→ About this exercise:
Output all of the records again, exactly as written.

→ Records for processing:
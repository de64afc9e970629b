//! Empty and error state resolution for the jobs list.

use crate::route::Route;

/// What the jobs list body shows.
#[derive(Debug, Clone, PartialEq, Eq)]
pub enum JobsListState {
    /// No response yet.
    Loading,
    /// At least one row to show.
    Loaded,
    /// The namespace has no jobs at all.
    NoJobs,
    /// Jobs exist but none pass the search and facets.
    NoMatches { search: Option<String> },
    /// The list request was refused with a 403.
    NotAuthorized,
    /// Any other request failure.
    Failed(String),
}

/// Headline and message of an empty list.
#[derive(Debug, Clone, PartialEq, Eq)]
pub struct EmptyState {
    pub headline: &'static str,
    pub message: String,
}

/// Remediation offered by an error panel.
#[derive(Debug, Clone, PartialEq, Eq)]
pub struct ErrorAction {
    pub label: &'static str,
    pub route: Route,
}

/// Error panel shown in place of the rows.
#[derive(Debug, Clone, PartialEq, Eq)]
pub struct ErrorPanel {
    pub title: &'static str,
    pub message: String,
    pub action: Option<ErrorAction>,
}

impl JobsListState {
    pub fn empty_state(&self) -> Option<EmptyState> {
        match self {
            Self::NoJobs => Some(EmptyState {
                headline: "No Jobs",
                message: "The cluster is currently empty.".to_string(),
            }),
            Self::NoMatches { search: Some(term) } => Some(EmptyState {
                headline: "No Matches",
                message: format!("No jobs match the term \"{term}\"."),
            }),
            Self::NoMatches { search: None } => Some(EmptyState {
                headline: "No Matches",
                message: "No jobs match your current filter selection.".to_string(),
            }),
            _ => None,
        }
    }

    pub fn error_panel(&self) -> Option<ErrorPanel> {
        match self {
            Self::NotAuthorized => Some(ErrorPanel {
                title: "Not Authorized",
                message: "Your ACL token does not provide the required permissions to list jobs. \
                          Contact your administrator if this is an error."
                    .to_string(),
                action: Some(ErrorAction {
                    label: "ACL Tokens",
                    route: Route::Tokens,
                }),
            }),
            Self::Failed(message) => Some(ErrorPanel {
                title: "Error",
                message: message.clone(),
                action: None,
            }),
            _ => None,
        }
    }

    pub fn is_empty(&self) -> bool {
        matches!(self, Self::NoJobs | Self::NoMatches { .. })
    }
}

→ Worked solution:
repository de64afc9e970629b
//! Empty and error state resolution for the jobs list.

use crate::route::Route;

/// What the jobs list body shows.
#[derive(Debug, Clone, PartialEq, Eq)]
pub enum JobsListState {
    /// No response yet.
    Loading,
    /// At least one row to show.
    Loaded,
    /// The namespace has no jobs at all.
    NoJobs,
    /// Jobs exist but none pass the search and facets.
    NoMatches { search: Option<String> },
    /// The list request was refused with a 403.
    NotAuthorized,
    /// Any other request failure.
    Failed(String),
}

/// Headline and message of an empty list.
#[derive(Debug, Clone, PartialEq, Eq)]
pub struct EmptyState {
    pub headline: &'static str,
    pub message: String,
}

/// Remediation offered by an error panel.
#[derive(Debug, Clone, PartialEq, Eq)]
pub struct ErrorAction {
    pub label: &'static str,
    pub route: Route,
}

/// Error panel shown in place of the rows.
#[derive(Debug, Clone, PartialEq, Eq)]
pub struct ErrorPanel {
    pub title: &'static str,
    pub message: String,
    pub action: Option<ErrorAction>,
}

impl JobsListState {
    pub fn empty_state(&self) -> Option<EmptyState> {
        match self {
            Self::NoJobs => Some(EmptyState {
                headline: "No Jobs",
                message: "The cluster is currently empty.".to_string(),
            }),
            Self::NoMatches { search: Some(term) } => Some(EmptyState {
                headline: "No Matches",
                message: format!("No jobs match the term \"{term}\"."),
            }),
            Self::NoMatches { search: None } => Some(EmptyState {
                headline: "No Matches",
                message: "No jobs match your current filter selection.".to_string(),
            }),
            _ => None,
        }
    }

    pub fn error_panel(&self) -> Option<ErrorPanel> {
        match self {
            Self::NotAuthorized => Some(ErrorPanel {
                title: "Not Authorized",
                message: "Your ACL token does not provide the required permissions to list jobs. \
                          Contact your administrator if this is an error."
                    .to_string(),
                action: Some(ErrorAction {
                    label: "ACL Tokens",
                    route: Route::Tokens,
                }),
            }),
            Self::Failed(message) => Some(ErrorPanel {
                title: "Error",
                message: message.clone(),
                action: None,
            }),
            _ => None,
        }
    }

    pub fn is_empty(&self) -> bool {
        matches!(self, Self::NoJobs | Self::NoMatches { .. })
    }
}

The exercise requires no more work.